Open janoskut opened this issue 3 years ago • 4 comments

This project is awesome and I can't thank you enough for also providing the patched Raspberry Pi OS images. I have no understanding why something like this isn't in the official images since years, and is still being refused to be added.

While loving raspberian-firstboot, I'm fighting with rebooting the system after executing my firstboot.sh script. I assume this could be a generally useful case, reboot after setup.

The issue is that when we just invoke reboot shutdown -r now, the system reboots without completing systemd's firstboot.service. Hence the firstboot.sh file doesn't get removed and will be executed again.

All my attempts to use a delayed reboot with something like

  • nohup sh -c "sleep 3 && touch /boot/reboot && reboot" > /dev/null 2>&1 &
  • setsid sh -c "sleep 3 && touch /boot/reboot && reboot" > /dev/null 2>&1 &

failed. The commands don't seem to be executed.
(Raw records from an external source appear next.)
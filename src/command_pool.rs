//! Per-(frame × thread) command pools and primary/secondary buffer rings
//! (C7, §4.4). Pool addressing is a single discipline:
//! `pool_index(frame, thread) = frame * num_threads + thread`, so worker
//! threads recording concurrently never touch the same native pool
//! (§5 — disjointness by construction, not by locking).

use ash::vk;

/// Fixed ring size per `(frame, thread)` pool, for both the primary and the
/// secondary buffer rings. `get_command_buffer` beyond this is a programmer
/// error, not a condition to grow into (§8 boundary behavior).
pub const COMMAND_BUFFERS_PER_RING: u32 = 16;

pub struct ThreadFramePool {
    pub vk_pool: vk::CommandPool,
    pub primary_buffers: Vec<vk::CommandBuffer>,
    pub secondary_buffers: Vec<vk::CommandBuffer>,
    used_primary: u32,
    used_secondary: u32,
}

impl ThreadFramePool {
    pub fn new(vk_pool: vk::CommandPool) -> Self {
        ThreadFramePool {
            vk_pool,
            primary_buffers: Vec::new(),
            secondary_buffers: Vec::new(),
            used_primary: 0,
            used_secondary: 0,
        }
    }

    pub fn reset(&mut self) {
        self.used_primary = 0;
        self.used_secondary = 0;
    }

    /// Returns the index of the next unused primary buffer, allocating it
    /// lazily via `allocate` the first time the ring reaches this depth.
    /// Fatal assertion once `COMMAND_BUFFERS_PER_RING` is exceeded (§8).
    pub fn next_primary<F>(&mut self, allocate: F) -> u32
    where
        F: FnOnce(&vk::CommandPool) -> vk::CommandBuffer,
    {
        assert!(
            self.used_primary < COMMAND_BUFFERS_PER_RING,
            "primary command buffer ring exhausted: {} buffers already in use this frame",
            self.used_primary
        );
        if self.used_primary as usize >= self.primary_buffers.len() {
            self.primary_buffers.push(allocate(&self.vk_pool));
        }
        let index = self.used_primary;
        self.used_primary += 1;
        index
    }

    pub fn next_secondary<F>(&mut self, allocate: F) -> u32
    where
        F: FnOnce(&vk::CommandPool) -> vk::CommandBuffer,
    {
        assert!(
            self.used_secondary < COMMAND_BUFFERS_PER_RING,
            "secondary command buffer ring exhausted: {} buffers already in use this frame",
            self.used_secondary
        );
        if self.used_secondary as usize >= self.secondary_buffers.len() {
            self.secondary_buffers.push(allocate(&self.vk_pool));
        }
        let index = self.used_secondary;
        self.used_secondary += 1;
        index
    }
}

/// Owns every `(frame, thread)` pool for the main queue family, plus one
/// dedicated compute pool per frame.
pub struct CommandBufferManager {
    pub pools: Vec<ThreadFramePool>,
    pub compute_pools: Vec<ThreadFramePool>,
    num_threads: u32,
    max_frames: u32,
}

impl CommandBufferManager {
    pub fn new(num_threads: u32, max_frames: u32) -> Self {
        CommandBufferManager {
            pools: Vec::new(),
            compute_pools: Vec::new(),
            num_threads,
            max_frames,
        }
    }

    pub fn pool_index(&self, frame: u32, thread: u32) -> u32 {
        frame * self.num_threads + thread
    }

    pub fn reset_pools(&mut self, frame: u32) {
        for thread in 0..self.num_threads {
            let idx = self.pool_index(frame, thread) as usize;
            if let Some(pool) = self.pools.get_mut(idx) {
                pool.reset();
            }
        }
        if let Some(pool) = self.compute_pools.get_mut(frame as usize) {
            pool.reset();
        }
    }

    pub fn num_threads(&self) -> u32 {
        self.num_threads
    }

    pub fn max_frames(&self) -> u32 {
        self.max_frames
    }
}

#[cfg(test)]
mod tests {
    use super::*;

    #[test]
    fn pool_index_is_disjoint_per_frame_and_thread() {
        let mgr = CommandBufferManager::new(4, 3);
        let mut seen = std::collections::HashSet::new();
        for frame in 0..3 {
            for thread in 0..4 {
                assert!(seen.insert(mgr.pool_index(frame, thread)));
            }
        }
    }

    #[test]
    fn ring_lazily_allocates_then_reuses_on_reset() {
        let mut pool = ThreadFramePool::new(vk::CommandPool::null());
        let mut allocated = 0;
        let a = pool.next_primary(|_| {
            allocated += 1;
            vk::CommandBuffer::null()
        });
        pool.reset();
        let b = pool.next_primary(|_| {
            allocated += 1;
            vk::CommandBuffer::null()
        });
        assert_eq!(a, 0);
        assert_eq!(b, 0);
        assert_eq!(allocated, 1, "reset should reuse the already-allocated buffer");
    }

    #[test]
    #[should_panic(expected = "ring exhausted")]
    fn ring_overflow_is_fatal() {
        let mut pool = ThreadFramePool::new(vk::CommandPool::null());
        for _ in 0..=COMMAND_BUFFERS_PER_RING {
            pool.next_primary(|_| vk::CommandBuffer::null());
        }
    }
}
The only thing that worked is shutdown -r +1, but that takes 1 full minute to reboot. 1 minute is the smallest time unit, unfortunately.

Is there anything that can be done about making it possible to reboot after successful script execution?

janoskut avatar May 18 '21 22:05 janoskut

Wow, I tried so long, but after compiling my issue description above I found a way which works: systemd-run.

systemd-run --no-block sh -c "sleep 3 && touch /boot/reboot && reboot"

(the --no-block option shouldn't actually be necessary, but also doesn't hurt).

I'm not sure if this is the best usage of systemd-run. But if you like it and don't know of any better canonical solution, I'd be happy to contribute an example to the repo.

janoskut avatar May 18 '21 22:05 janoskut

This is a great solution! Please send a PR and I will merge it right away. THANK YOU @janoskut!!

nmcclain avatar Jun 19 '21 21:06 nmcclain

Oh my god I'm so sorry that this has slipped through my attention! I added a PR in #16 , but that's just a snippet from what I came up with back then. I better give it another test next day.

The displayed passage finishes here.